Subcapsular/Intraparenchymal Splenic Hematoma
The spleen parenchyma is injured and bleeding occurs, but the splenic capsule remains intact.
  • The blood of a subcapsular hematoma appears hypoechoic and flattens or indents the spleen parenchyma. The splenic capsule is seen as a bright crescentic line providing the outer boundary of the hematoma.
  • Intraparenchymal hematomas appear as intraparenchymal masses of varying echogenicity (Fig. 2.99).
  • Beware the wraparound liver described previously.
Splenic Rupture
Injury lacerates the splenic parenchyma and the splenic capsule resulting in fragmentation of the spleen and blood in the peritoneal cavity.
  • Fluid seen in the peritoneal cavity is indicative of hemoperitoneum. The fluid may be anechoic or contain particulate matter or clots.
  • Immediately after injury, liquid blood defines splenic lacerations as irregular jagged lines (Fig. 2.100).
  • With clotting of blood 24-48 hours after injury the laceration may not be identifiable because the blood is isoechoic with splenic parenchyma.
  • When the clotted blood liquefies, lacerations are again easily seen.
Figure 2.100 Splenic Laceration. A splenic laceration appears as a slightly hypoechoic jagged line (arrows) extending through the spleen (S). The patient had a hemoperitoneum.

Peritoneal Cavity
Ascites is an accumulation of fluid within the peritoneal cavity. Ascites may be a transudate or exudate, blood, pus, bile, urine, pancreatic juice, or lymphatic fluid. US is highly sensitive in detecting intraperitoneal fluid and demonstrates as little as a few mL of fluid.
  • Gravity and peritoneal reflections determine the location of fluid in the peritoneal cavity (Fig. 2.101). Fluid in the subdiaphragmatic spaces separates the liver and spleen from the diaphragm. Fluid in the hepatorenal fossa (Morison’s pouch) is seen as an echolucent band between the liver and right kidney. Fluid in the pelvis fills the cul-de-sac and outlines pelvic organs. Loops of bowel float freely within copious ascites.
  • Transudative ascites is always anechoic. Exudative ascites may also be anechoic; however, the presence of floating particulate matter or septations is definitive evidence of exudate (Fig. 2.102).
US is currently frequently used to detect the presence of hemoperitoneum in the setting of abdominal trauma [121]. Detection of even a tiny amount of fluid is used to triage patients urgently to CT or laparotomy. Fluid in the abdominal cavity in this setting is considered evidence of organ injury.

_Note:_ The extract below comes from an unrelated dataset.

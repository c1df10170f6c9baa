//! Student data models and DTOs.
//!
//! Re-exports the student models from the `homeroom-models` crate.

pub use homeroom_models::students::*;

US detection of solid organ injury is insensitive and clearly inferior to contrast-enhanced CT [122,123]. In addition, hemoperitoneum is absent in 17-34% of patients with abdominal visceral injuries, most commonly in patients with bowel and mesenteric injury [124,125].
  • Acute intraperitoneal hemorrhage is anechoic to hypoechoic. Floating particulate matter may be seen and may produce fluid-fluid levels.
  • Blood clots appear as echogenic masses within the intraperitoneal fluid. The clot evolves with time to become more hypoechoic.
Pseudomyxoma Peritonei
Implants of mucin-producing cells on peritoneal surfaces results in a gelatinous form of ascites that tends to loculate and produce cystic pseudomasses. Causes include mucinous cystadenomas and cystadenocarcinomas of the appendix, colon, and ovary.
Figure 2.101 Ascites. Free intraperitoneal fluid occupies the recesses of the peritoneal cavity preferentially filling gravity-dependent spaces. A. Fluid in seen in Morison’s pouch (arrow) between the right kidney and the liver. B. Loops of small bowel (arrows) float freely in copious ascites (a). C. Fluid in the pelvis (FL) outlines the uterus (large arrow) and the broad ligament (small arrow). Fluid distends the cul-de-sac posterior to the uterus.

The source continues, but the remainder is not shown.